FMA – O Brasil tem um vasto litoral. Mas tem também um fantástico potencial de águas interiores de rios e lagos. Não é incrível que as praias litorâneas, ou seja, as águas salgadas sejam muito mais utilizadas para recreação, lazer e turismo?
Garrido  – De fato é incrível! Tudo isso é uma decorrência da forma como a população brasileira se concentrou mais no litoral e menos nas zonas interiores. O turismo brasileiro sempre pareceu um caranguejo grudado no litoral. E aqui temos que mais uma vez render homenagens a Juscelino Kubitschek que, ao construir Brasília, há 43 anos, interiorizou o desenvolvimento. Ocupou o Cerrado, expandiu a fronteira agrícola, fez aeroportos e possibilitou a criação de infraestrutura de energia e estradas no Brasil Central.
Mas é importante observar que o território brasileiro tem uma dimensão de profundidade bastante significativa quando comparada com o comprimento de seu litoral, diferentemente do que se passa, por exemplo, com o território chileno, que tem uma longa costa e uma pequena dimensão de profundidade.
No caso brasileiro, essa relação mostra que há uma malha hidrográfica muito extensa, do que decorre um potencial imenso de ofertas de oportunidades para recreação, lazer e turismo em águas doces.

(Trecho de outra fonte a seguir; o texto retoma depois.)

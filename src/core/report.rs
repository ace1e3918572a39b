//! Test report model.
//!
//! One `TestSuite` per library, one `TestCase` per stage attempted. The
//! report is an explicit value threaded through the pipeline and persisted
//! as JSON between the check and summary steps; nothing accumulates in
//! ambient global state.

use std::path::Path;

use anyhow::{Context, Result};
use serde::{Deserialize, Serialize};

/// Outcome of a single stage.
#[derive(Debug, Clone, Copy, PartialEq, Eq, Serialize, Deserialize)]
pub enum CaseOutcome {
    Passed,
    Failed,
}

/// One pass/fail outcome for one stage of one library, with the combined
/// stdout+stderr the stage produced.
#[derive(Debug, Clone, Serialize, Deserialize)]
pub struct TestCase {
    pub name: String,
    pub outcome: CaseOutcome,
    #[serde(default, skip_serializing_if = "String::is_empty")]
    pub output: String,
}

impl TestCase {
    /// Record a passing stage.
    pub fn passed(name: impl Into<String>, output: impl Into<String>) -> Self {
        TestCase {
            name: name.into(),
            outcome: CaseOutcome::Passed,
            output: output.into(),
        }
    }

    /// Record a failing stage.
    pub fn failed(name: impl Into<String>, output: impl Into<String>) -> Self {
        TestCase {
            name: name.into(),
            outcome: CaseOutcome::Failed,
            output: output.into(),
        }
    }

    pub fn is_failed(&self) -> bool {
        self.outcome == CaseOutcome::Failed
    }
}

/// The collected stage outcomes for one library at one version.
///
/// Created when the library's processing starts; cases are appended as
/// stages execute; the suite joins the report when processing ends,
/// whether by completion, short-circuit, or an unexpected error.
#[derive(Debug, Clone, Serialize, Deserialize)]
pub struct TestSuite {
    pub name: String,
    pub version: String,
    pub cases: Vec<TestCase>,
}

impl TestSuite {
    /// Open a suite for one library release.
    pub fn new(name: impl Into<String>, version: impl Into<String>) -> Self {
        TestSuite {
            name: name.into(),
            version: version.into(),
            cases: Vec::new(),
        }
    }

    /// Append a stage outcome.
    pub fn record(&mut self, case: TestCase) {
        self.cases.push(case);
    }

    pub fn total(&self) -> usize {
        self.cases.len()
    }

    pub fn failed_count(&self) -> usize {
        self.cases.iter().filter(|c| c.is_failed()).count()
    }
}

/// The full report for one shard: one suite per library processed.
#[derive(Debug, Clone, Default, Serialize, Deserialize)]
pub struct TestReport {
    pub suites: Vec<TestSuite>,
}

impl TestReport {
    pub fn new() -> Self {
        TestReport::default()
    }

    /// Attach a finalized suite.
    pub fn add_suite(&mut self, suite: TestSuite) {
        self.suites.push(suite);
    }

    /// Load a report document from a file. A malformed document is fatal
    /// to the caller (the summary step), not to any other part of the run.
    pub fn load(path: &Path) -> Result<Self> {
        let text = std::fs::read_to_string(path)
            .with_context(|| format!("failed to read report file: {}", path.display()))?;
        serde_json::from_str(&text)
            .with_context(|| format!("failed to parse report file: {}", path.display()))
    }

    /// Write the report document to a file.
    pub fn save(&self, path: &Path) -> Result<()> {
        let text = serde_json::to_string_pretty(self).context("failed to serialize report")?;
        std::fs::write(path, text)
            .with_context(|| format!("failed to write report file: {}", path.display()))
    }
}
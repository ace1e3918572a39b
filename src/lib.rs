//! libvet - batch install-and-compile verification for Arduino library
//! catalogs.
//!
//! This crate provides the core pipeline: version selection over a raw
//! catalog, sharding for CI fan-out, the per-library install/compile
//! state machine, and report classification and rendering.

pub mod core;
pub mod ops;
pub mod toolchain;
pub mod util;

/// Test utilities and mocks for libvet unit tests.
///
/// This module is only available when compiling tests. It provides a
/// scripted in-memory toolchain and descriptor fixtures.
#[cfg(test)]
pub mod test_support;

pub use crate::core::{
    catalog::LibraryDescriptor,
    classify::{ClassifiedSuite, SuiteStatus},
    report::{CaseOutcome, TestCase, TestReport, TestSuite},
};

pub use crate::toolchain::{ArduinoCli, ToolOutput, Toolchain};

FMA – Quanto o Brasil tem de vias navegáveis?
Garrido – Só de vias navegáveis, o Brasil tem mais ou menos 43 mil quilômetros, enquanto que o seu litoral tem uma extensão de cerca de 12 mil quilômetros, aí consideradas as reentrâncias e saliências.
Isto significa que se a população brasileira estivesse uniformemente distribuída no espaço físico, o que vem ocorrendo por meio da interiorização do desenvolvimento a partir da década de 60, certamente as ofertas de oportunidades de lazer e turismo em águas doces seriam imensamente superiores em número àquelas do litoral.
Mas o que é verdadeiramente importante considerar é que a trama fluvial brasileira está muito pouco explorada por essas atividades, daí porque se deve considerar que o lazer e turismo ainda espera muito do gerenciamento hídrico brasileiro.


A trama fluvial brasileira está
muito pouco
explorada, daí porque se deve considerar que o setor lazer e turismo ainda espera muito da gestão hídrica.


GLOSSÁRIO


DBO5  – DEMANDA BIOQUÍMICA DE OXIGÊNIO – Indicador da quantidade de oxigênio dissolvida na água e utilizada pelos
microorganismos na oxidação bioquímica da matéria orgânica. É o parâmetro mais empregado para medir a poluição de
efluentes, normalmente feita depois de cinco dias de produzidos, daí porque a indicação DBO5.